The "report a bug" message was originally pointed at hardware vendors
rather than kernel. Something is wrong with the SSD, the PCIe slot, or
both if the power features cause the endpoint to drop off the bus. The
only recourse we have in the nvme driver is a quirk to disable APST for
the device. The driver doesn't control the PCIe ASPM settings though, so
that would have to be a different quirk if it's really necessary. Do you
need all three of those parameters, or is disabling the nvme driver's
apst sufficient on its own? These parameters do have a negative impact
on your machine's power consumption, so you'd usually want to hone in if
it's just the deepest power state or if every power saving feature
really needs to be disabled.

^ permalink raw reply	[flat|nested] 7+ messages in thread

* Re: "controller is down; will reset" on SK Hynix NVMe drive in Lenovo IdeaPad Pro 5
  2025-11-18 20:49 ` Keith Busch
@ 2025-11-20 13:52   ` Thomas ten Cate
  2025-11-20 21:04     ` Keith Busch
  0 siblings, 1 reply; 7+ messages in thread
From: Thomas ten Cate @ 2025-11-20 13:52 UTC (permalink / raw)
  To: Keith Busch
  Cc: Jens Axboe, Christoph Hellwig, Sagi Grimberg, linux-nvme,
	linux-kernel

On Tue, Nov 18, 2025 at 9:49 PM Keith Busch <kbusch@kernel.org> wrote:
>
> The "report a bug" message was originally pointed at hardware vendors
> rather than kernel. Something is wrong with the SSD, the PCIe slot, or
> both if the power features cause the endpoint to drop off the bus. The
> only recourse we have in the nvme driver is a quirk to disable APST for
> the device. The driver doesn't control the PCIe ASPM settings though, so
> that would have to be a different quirk if it's really necessary. Do you
> need all three of those parameters, or is disabling the nvme driver's
> apst sufficient on its own? These parameters do have a negative impact
> on your machine's power consumption, so you'd usually want to hone in if
> it's just the deepest power state or if every power saving feature
> really needs to be disabled.

Thanks for your reply!

Just `nvme_core.default_ps_max_latency_us=0` appears to be sufficient,
so presumably it's the drive, not the bus. I wouldn't even know where
to begin reporting a bug to the manufacturer.
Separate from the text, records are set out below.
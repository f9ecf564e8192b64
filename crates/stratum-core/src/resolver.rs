//! Dependency ordering
//!
//! The graph is rebuilt from the registry on every resolution. Unknown
//! dependency names and cycles are configuration errors: they mean the catalog
//! is broken and no amount of retrying will fix it.

use std::collections::{BTreeSet, HashMap, HashSet};

use crate::component::Component;
use crate::error::{CoreError, Result};
use crate::registry::ComponentRegistry;

/// Validated, acyclic dependency graph in processing order
#[derive(Debug, Clone)]
pub struct DependencyGraph {
    /// Names in processing order
    order: Vec<String>,
    /// name -> direct dependencies
    dependencies: HashMap<String, Vec<String>>,
    /// name -> direct dependents
    dependents: HashMap<String, Vec<String>>,
}

impl DependencyGraph {
    /// Build and topologically sort the registry
    ///
    /// Kahn's algorithm, always taking the earliest-declared component among
    /// those whose dependencies are already placed. With no edges this returns
    /// the declaration order unchanged.
    pub fn build(registry: &ComponentRegistry) -> Result<Self> {
        let components: Vec<&Component> = registry.list().collect();
        let n = components.len();

        let mut dependencies: HashMap<String, Vec<String>> = HashMap::with_capacity(n);
        let mut dependents: HashMap<String, Vec<String>> = HashMap::with_capacity(n);
        let mut in_degree = vec![0usize; n];

        for (idx, component) in components.iter().enumerate() {
            let mut seen = HashSet::new();
            for dep in &component.dependencies {
                if !registry.contains(dep) {
                    return Err(CoreError::UnknownDependency {
                        component: component.name.clone(),
                        dependency: dep.clone(),
                    });
                }
                // Listing the same dependency twice is harmless
                if seen.insert(dep.as_str()) {
                    in_degree[idx] += 1;
                    dependents
                        .entry(dep.clone())
                        .or_default()
                        .push(component.name.clone());
                }
            }
            dependencies.insert(
                component.name.clone(),
                component.dependencies.iter().filter(|d| seen.remove(d.as_str())).cloned().collect(),
            );
        }

        let mut ready: BTreeSet<usize> = in_degree
            .iter()
            .enumerate()
            .filter(|(_, d)| **d == 0)
            .map(|(i, _)| i)
            .collect();
        let mut order = Vec::with_capacity(n);

        while let Some(idx) = ready.pop_first() {
            let name = &components[idx].name;
            order.push(name.clone());
            for dependent in dependents.get(name).into_iter().flatten() {
                if let Some(dep_idx) = registry.position(dependent) {
                    in_degree[dep_idx] -= 1;
                    if in_degree[dep_idx] == 0 {
                        ready.insert(dep_idx);
                    }
                }
            }
        }

        if order.len() < n {
            let placed: HashSet<&str> = order.iter().map(String::as_str).collect();
            let remaining: Vec<&Component> = components
                .iter()
                .copied()
                .filter(|c| !placed.contains(c.name.as_str()))
                .collect();
            return Err(CoreError::DependencyCycle {
                cycle: describe_cycle(&remaining, &dependencies),
            });
        }

        tracing::debug!(components = n, "Resolved dependency order");

        Ok(Self {
            order,
            dependencies,
            dependents,
        })
    }

    /// Processing order: dependencies before dependents
    pub fn order(&self) -> &[String] {
        &self.order
    }

    /// Uninstall order: dependents before dependencies
    pub fn reverse_order(&self) -> impl Iterator<Item = &str> {
        self.order.iter().rev().map(String::as_str)
    }

    pub fn dependencies_of(&self, name: &str) -> &[String] {
        self.dependencies.get(name).map(Vec::as_slice).unwrap_or(&[])
    }

    pub fn dependents_of(&self, name: &str) -> &[String] {
        self.dependents.get(name).map(Vec::as_slice).unwrap_or(&[])
    }

    /// Whether `ancestor` is reachable by following dependencies from `name`
    pub fn depends_on(&self, name: &str, ancestor: &str) -> bool {
        let mut stack: Vec<&str> = self.dependencies_of(name).iter().map(String::as_str).collect();
        let mut visited = HashSet::new();
        while let Some(current) = stack.pop() {
            if current == ancestor {
                return true;
            }
            if visited.insert(current) {
                stack.extend(self.dependencies_of(current).iter().map(String::as_str));
            }
        }
        false
    }

    /// True when neither component is an ancestor of the other
    pub fn independent(&self, a: &str, b: &str) -> bool {
        a != b && !self.depends_on(a, b) && !self.depends_on(b, a)
    }

    pub fn len(&self) -> usize {
        self.order.len()
    }

    pub fn is_empty(&self) -> bool {
        self.order.is_empty()
    }
}

/// Resolve the processing order of a registry
pub fn resolve_order(registry: &ComponentRegistry) -> Result<Vec<&Component>> {
    let graph = DependencyGraph::build(registry)?;
    graph.order().iter().map(|name| registry.lookup(name)).collect()
}

/// Walk dependencies from the first unplaced component until a name repeats
fn describe_cycle(remaining: &[&Component], dependencies: &HashMap<String, Vec<String>>) -> String {
    let remaining_names: HashSet<&str> = remaining.iter().map(|c| c.name.as_str()).collect();
    let Some(start) = remaining.first() else {
        return String::new();
    };

    let mut path: Vec<&str> = vec![start.name.as_str()];
    let mut current = start.name.as_str();
    loop {
        let next = dependencies
            .get(current)
            .into_iter()
            .flatten()
            .map(String::as_str)
            .find(|d| remaining_names.contains(d));
        let Some(next) = next else {
            break;
        };
        if let Some(pos) = path.iter().position(|p| *p == next) {
            let mut cycle: Vec<&str> = path[pos..].to_vec();
            cycle.push(next);
            return cycle.join(" -> ");
        }
        path.push(next);
        current = next;
    }

    path.join(" -> ")
}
Still, it's odd that the problem manifested differently, and much less
severely, on an older kernel. ¯\_(ツ)_/¯

I've linked to this thread on the Arch wiki [1] to let others chime
in, in case a single report is not enough evidence to add a quirk to
the driver.

[1] https://wiki.archlinux.org/title/Solid_state_drive/NVMe#Controller_failure_due_to_broken_APST_support

^ permalink raw reply	[flat|nested] 7+ messages in thread

* Re: "controller is down; will reset" on SK Hynix NVMe drive in Lenovo IdeaPad Pro 5
  2025-11-20 13:52   ` Thomas ten Cate
@ 2025-11-20 21:04     ` Keith Busch
  2025-11-21 13:06       ` Thomas ten Cate
  0 siblings, 1 reply; 7+ messages in thread
From: Keith Busch @ 2025-11-20 21:04 UTC (permalink / raw)
  To: Thomas ten Cate
  Cc: Jens Axboe, Christoph Hellwig, Sagi Grimberg, linux-nvme,
	linux-kernel

On Thu, Nov 20, 2025 at 02:52:22PM +0100, Thomas ten Cate wrote:
> On Tue, Nov 18, 2025 at 9:49 PM Keith Busch <kbusch@kernel.org> wrote:
> >
> > The "report a bug" message was originally pointed at hardware vendors
> > rather than kernel. Something is wrong with the SSD, the PCIe slot, or
> > both if the power features cause the endpoint to drop off the bus. The
> > only recourse we have in the nvme driver is a quirk to disable APST for
> > the device. The driver doesn't control the PCIe ASPM settings though, so
> > that would have to be a different quirk if it's really necessary. Do you
> > need all three of those parameters, or is disabling the nvme driver's
> > apst sufficient on its own? These parameters do have a negative impact
> > on your machine's power consumption, so you'd usually want to hone in if
> > it's just the deepest power state or if every power saving feature
> > really needs to be disabled.
> 
> Thanks for your reply!
> 
> Just `nvme_core.default_ps_max_latency_us=0` appears to be sufficient,
> so presumably it's the drive, not the bus. I wouldn't even know where
> to begin reporting a bug to the manufacturer.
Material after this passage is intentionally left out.